Mick Buckley

Personal information
- Full name: Mick Buckley
- Date of birth: 4 November 1953
- Place of birth: Salford, England
- Date of death: 7 October 2013 (aged 59)
- Position: Midfielder

Senior career*
- Years: Team / Apps / (Gls)
- 1971–1978: Everton / 135 / (10)
- 1978–1983: Sunderland / 121 / (7)
- 1983: Hartlepool United / 6 / (0)
- 1983–1984: Carlisle United / 25 / (2)
- 1984–1985: Middlesbrough / 27 / (0)
- Total:  / 314 / (19)

International career
- 1972: England Youth / 4 / (1)
- 1974–1975: England U23 / 2 / (0)

= Mick Buckley (English footballer) =

English footballer (1953–2013)

Mick Buckley (4 November 1953 – 7 October 2013) was an English footballer who played for Everton, Sunderland, Hartlepool United, Carlisle United and Middlesbrough as a midfielder.

==Club career==
Buckley was born in Salford. He started his professional footballing career with Everton in 1971 and made 135 appearances for them, with ten goals. A youth team product, who had rejected advances from Manchester United and Manchester City as a schoolboy, he made his debut in March 1972, with manager Harry Catterick viewing him as a long-term replacement for Colin Harvey. However it would not be until the arrival of Billy Bingham that Buckley fully came to the fore, and was a regular first-teamer during three of Bingham's seasons in charge. He suffered a series of injuries in 1977 and during his absence both Trevor Ross and Andy King forced their way into the first team picture, with Buckley sidelined when he returned to fitness. Unable to regain his first team spot, Buckley was sold to Sunderland in August 1978 for £80,000.

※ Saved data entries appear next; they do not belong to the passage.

//! Report types: check results, sections and the run aggregate

use serde::{Deserialize, Serialize};
use std::time::Duration;

/// Status of a single check result
///
/// Ordered by severity: `Unknown < Ok < Warning < Error`. `Unknown` only
/// marks "no data returned" and ranks below everything else, so it never
/// raises the exit code.
#[derive(Debug, Clone, Copy, PartialEq, Eq, PartialOrd, Ord, Hash, Serialize, Deserialize)]
#[serde(rename_all = "lowercase")]
pub enum Status {
    Unknown,
    Ok,
    Warning,
    Error,
}

impl Status {
    /// Lower-case identifier used in JSON output
    pub fn as_str(&self) -> &'static str {
        match self {
            Status::Ok => "ok",
            Status::Warning => "warning",
            Status::Error => "error",
            Status::Unknown => "unknown",
        }
    }

    /// Terminal symbol for this status
    pub fn symbol(&self) -> &'static str {
        match self {
            Status::Ok => "✓",
            Status::Warning => "⚠",
            Status::Error => "✗",
            Status::Unknown => "?",
        }
    }

    pub fn is_ok(&self) -> bool {
        matches!(self, Status::Ok)
    }
}

impl std::fmt::Display for Status {
    fn fmt(&self, f: &mut std::fmt::Formatter<'_>) -> std::fmt::Result {
        write!(f, "{}", self.as_str())
    }
}

/// Outcome of one sub-check
#[derive(Debug, Clone, PartialEq, Eq, Serialize, Deserialize)]
pub struct CheckResult {
    /// Stable identifier of the sub-check (e.g. "disk", "k8s-pods")
    pub name: String,

    pub status: Status,

    /// Single-line human summary
    pub message: String,

    /// Supplementary lines; order is significant and owned by the probe
    #[serde(default)]
    pub details: Vec<String>,
}

impl CheckResult {
    pub fn new(name: impl Into<String>, status: Status, message: impl Into<String>) -> Self {
        Self {
            name: name.into(),
            status,
            message: message.into(),
            details: Vec::new(),
        }
    }

    pub fn ok(name: impl Into<String>, message: impl Into<String>) -> Self {
        Self::new(name, Status::Ok, message)
    }

    pub fn warning(name: impl Into<String>, message: impl Into<String>) -> Self {
        Self::new(name, Status::Warning, message)
    }

    pub fn error(name: impl Into<String>, message: impl Into<String>) -> Self {
        Self::new(name, Status::Error, message)
    }

    pub fn unknown(name: impl Into<String>, message: impl Into<String>) -> Self {
        Self::new(name, Status::Unknown, message)
    }

    /// Add a detail line
    pub fn with_detail(mut self, detail: impl Into<String>) -> Self {
        self.details.push(detail.into());
        self
    }

    /// Add several detail lines, keeping their order
    pub fn with_details<I, S>(mut self, details: I) -> Self
    where
        I: IntoIterator<Item = S>,
        S: Into<String>,
    {
        self.details.extend(details.into_iter().map(Into::into));
        self
    }

    pub fn add_detail(&mut self, detail: impl Into<String>) {
        self.details.push(detail.into());
    }

    /// Prefix the message, e.g. with a host name
    pub fn prefixed(mut self, prefix: &str) -> Self {
        self.message = format!("{}: {}", prefix, self.message);
        self
    }
}

/// Accumulates the ordered result list a probe returns.
///
/// Probes push into one builder from every return path and hand the
/// finished list to the orchestrator.
#[derive(Debug, Default)]
pub struct ResultsBuilder {
    results: Vec<CheckResult>,
}

impl ResultsBuilder {
    pub fn new() -> Self {
        Self::default()
    }

    pub fn push(&mut self, result: CheckResult) -> &mut Self {
        self.results.push(result);
        self
    }

    pub fn extend(&mut self, results: impl IntoIterator<Item = CheckResult>) -> &mut Self {
        self.results.extend(results);
        self
    }

    /// Insert at the front, used for a summary line computed last
    pub fn push_front(&mut self, result: CheckResult) -> &mut Self {
        self.results.insert(0, result);
        self
    }

    /// True when nothing pushed so far is non-OK
    pub fn all_ok(&self) -> bool {
        self.results.iter().all(|r| r.status.is_ok())
    }

    pub fn is_empty(&self) -> bool {
        self.results.is_empty()
    }

    pub fn len(&self) -> usize {
        self.results.len()
    }

    pub fn finish(self) -> Vec<CheckResult> {
        self.results
    }
}

/// A named bucket holding one probe's results, in the order it produced them
#[derive(Debug, Clone, PartialEq, Serialize, Deserialize)]
pub struct Section {
    pub name: String,
    pub results: Vec<CheckResult>,
}

impl Section {
    pub fn new(name: impl Into<String>, results: Vec<CheckResult>) -> Self {
        Self {
            name: name.into(),
            results,
        }
    }
}

/// Counts of results by status
#[derive(Debug, Clone, Copy, Default, PartialEq, Eq, Serialize, Deserialize)]
pub struct SeverityCounts {
    pub ok: usize,
    pub warning: usize,
    pub error: usize,
    pub unknown: usize,
}

impl SeverityCounts {
    pub fn add(&mut self, status: Status) {
        match status {
            Status::Ok => self.ok += 1,
            Status::Warning => self.warning += 1,
            Status::Error => self.error += 1,
            Status::Unknown => self.unknown += 1,
        }
    }

    pub fn total(&self) -> usize {
        self.ok + self.warning + self.error + self.unknown
    }
}

/// Complete outcome of one orchestration cycle.
///
/// Sections are stored in fan-in (completion) order; the flattened result
/// view follows the same order.
#[derive(Debug, Clone, Default)]
pub struct Run {
    sections: Vec<Section>,
    elapsed: Duration,
}

impl Run {
    pub fn new(sections: Vec<Section>, elapsed: Duration) -> Self {
        Self { sections, elapsed }
    }

    pub fn sections(&self) -> &[Section] {
        &self.sections
    }

    pub fn section(&self, name: &str) -> Option<&Section> {
        self.sections.iter().find(|s| s.name == name)
    }

    /// All results across sections
    pub fn results(&self) -> impl Iterator<Item = &CheckResult> {
        self.sections.iter().flat_map(|s| s.results.iter())
    }

    pub fn elapsed(&self) -> Duration {
        self.elapsed
    }

    pub fn is_empty(&self) -> bool {
        self.sections.is_empty()
    }
}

Buckley made his debut for Sunderland on 2 September 1978 against Preston North End in a 3–1 at Roker Park. He went on to make a total of 121 league appearances, scoring 7 goals for the club. He then moved to fellow North East team Hartlepool United in 1983 where he scored no goals in just six appearances, he spent one season at the club. Towards the end of his career, he spent seasons at Carlisle United and Middlesbrough.

Buckley died in October 2013 at the age of 59.